I have found myself at a loss for words this week. Well, I have a lot of words that I would like to say. A lot of words that I would like to scream right now. Scream at people. Scream into the void. Just scream until I have no more air in my lungs.
I am not sure why I am writing this post. I have deleted most of my social media, I don’t even know who will see this. Maybe I am writing for me, for an outlet. Maybe I am writing to get it out so I can sleep, so the tension in my neck will release. Things are so raw right now that I do not think I can bite my tongue hard enough to keep from saying things I might regret. But will I regret them? Maybe that is why I am making this blog post, so I don’t say things that I might regret.
I have often wondered why I always remain quiet when it comes to, well, everything. Why does the cashier at Target get to talk about how he is ready for Jack Smith to lose his job in January?
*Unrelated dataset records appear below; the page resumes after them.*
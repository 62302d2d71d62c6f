//! Builds per-version search indexes from the documentation corpus.

use super::fields::FieldExtractor;
use super::store::IndexCache;
use crate::config::SearchConfig;
use crate::corpus::{CorpusPage, CorpusProvider};
use crate::error::SearchError;
use crate::html::strip_markup;
use crate::types::IndexedPage;
use crate::version::VersionRegistry;
use std::sync::Arc;
use std::time::Instant;

/// Turns corpus pages into [`IndexedPage`] records.
pub struct Indexer {
    corpus: Arc<dyn CorpusProvider>,
    registry: Arc<dyn VersionRegistry>,
    extractor: FieldExtractor,
}

impl std::fmt::Debug for Indexer {
    fn fmt(&self, f: &mut std::fmt::Formatter<'_>) -> std::fmt::Result {
        f.debug_struct("Indexer")
            .field("versions", &self.registry.versions())
            .field("metadata_fields", &self.extractor.metadata_fields())
            .finish_non_exhaustive()
    }
}

impl Indexer {
    pub fn new(
        corpus: Arc<dyn CorpusProvider>,
        registry: Arc<dyn VersionRegistry>,
        extractor: FieldExtractor,
    ) -> Self {
        Self {
            corpus,
            registry,
            extractor,
        }
    }

    pub fn from_config(
        corpus: Arc<dyn CorpusProvider>,
        registry: Arc<dyn VersionRegistry>,
        config: &SearchConfig,
    ) -> Self {
        Self::new(corpus, registry, FieldExtractor::new(&config.metadata_fields))
    }

    pub fn registry(&self) -> &Arc<dyn VersionRegistry> {
        &self.registry
    }

    /// Build and cache the index of one version, or of every configured
    /// version when `version` is `None`.
    ///
    /// Returns the total number of pages indexed.
    pub fn build_index(
        &self,
        version: Option<&str>,
        cache: &IndexCache,
    ) -> Result<usize, SearchError> {
        let versions = match version {
            Some(version) => vec![self.registry.resolve(Some(version))?],
            None => self.registry.versions(),
        };

        let mut total = 0;
        for version in &versions {
            let pages = self.index_version(version)?;
            total += pages.len();
            cache.put(version, &pages);
        }

        tracing::info!("Indexed {} pages across {} version(s)", total, versions.len());
        Ok(total)
    }

    /// Index every page of a single, already resolved version.
    pub fn index_version(&self, version: &str) -> Result<Vec<IndexedPage>, SearchError> {
        let start = Instant::now();
        let pages = self.corpus.flattened_pages(version)?;

        let indexed: Vec<IndexedPage> = pages.iter().map(|page| self.index_page(page)).collect();

        tracing::info!(
            "Built search index for {} ({} pages) in {:?}",
            version,
            indexed.len(),
            start.elapsed()
        );
        Ok(indexed)
    }

    fn index_page(&self, page: &CorpusPage) -> IndexedPage {
        IndexedPage {
            title: page.title.clone(),
            slug: page.slug.clone(),
            route: page.route.clone(),
            content: strip_markup(&page.content),
            version: page.version.clone(),
            keywords: self.extractor.keywords(&page.front_matter),
            metadata: self.extractor.metadata(&page.front_matter),
        }
    }
}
Why do I get scolded when I call out someone who is blatantly racist? Why am I the one who has to “not let it bother me”?. Why aren’t more people telling them to stop spewing hate? It makes zero sense. It does bother me. It should bother everyone.
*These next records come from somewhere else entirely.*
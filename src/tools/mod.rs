pub mod index;
pub mod search;

pub use index::*;
pub use search::*;
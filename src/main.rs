use anyhow::Context;
use clap::Parser;
use docsearch_mcp::cli::{Cli, Commands};
use docsearch_mcp::config::Config;
use docsearch_mcp::server::SearchServer;
use docsearch_mcp::service::DocSearch;
use docsearch_mcp::tools::search::format_response;
use docsearch_mcp::types::{PageSize, SearchQuery};
use rmcp::{ServiceExt, transport::stdio};
use std::num::NonZeroUsize;
use std::sync::Arc;

#[tokio::main]
async fn main() -> anyhow::Result<()> {
    let cli = Cli::parse();

    // Logs go to stderr so they never interleave with MCP traffic on stdout
    docsearch_mcp::tracing::init(cli.verbose);

    let config = Config::load(cli.config.as_deref())?;
    let search = Arc::new(DocSearch::from_config(&config));

    match cli.command.unwrap_or(Commands::Serve) {
        Commands::Serve => serve(search).await,
        Commands::Index { doc_version, clear } => {
            let version = doc_version.as_deref();
            if clear {
                search.clear_index(version)?;
            }
            let count = search.build_index(version)?;
            println!("Indexed {} pages", count);
            Ok(())
        }
        Commands::Search {
            query,
            doc_version,
            page,
            size,
            json,
        } => {
            let mut query = SearchQuery::new(query)
                .page(NonZeroUsize::new(page).context("--page must be at least 1")?);
            if let Some(version) = doc_version {
                query = query.version(version);
            }
            if let Some(size) = size {
                query = query.size(size.parse::<PageSize>()?);
            }

            let response = search.search(&query)?;
            if json {
                println!("{}", serde_json::to_string_pretty(&response)?);
            } else {
                print!("{}", format_response(&response));
            }
            Ok(())
        }
        Commands::Clear { doc_version } => {
            search.clear_index(doc_version.as_deref())?;
            println!("Search index cleared");
            Ok(())
        }
    }
}

async fn serve(search: Arc<DocSearch>) -> anyhow::Result<()> {
    tracing::info!("Starting docsearch MCP server");

    let server = SearchServer::new(search);
    let service = server.serve(stdio()).await.inspect_err(|e| {
        tracing::error!("Error serving MCP server: {:?}", e);
    })?;

    service.waiting().await?;
    Ok(())
}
When will things not feel so bleak? Will there be a day that hope will return? I have to believe there will be. It has only been 3 days, yet it feels like an absolute eternity. I am scared for my family. I do not feel safe. I do not feel like my physical safety is in jeopardy, at least not right now. But safety is more than physical. Feeling emotionally and mentally safe is so incredibly important and they often get overlooked.
This week has matched the mood, rainy and cold. I want to curl up with a blanket and just sit and be. Thankful it is the weekend and I will be able to do just that.
The sun will rise again tomorrow. I am giving myself time and space to feel.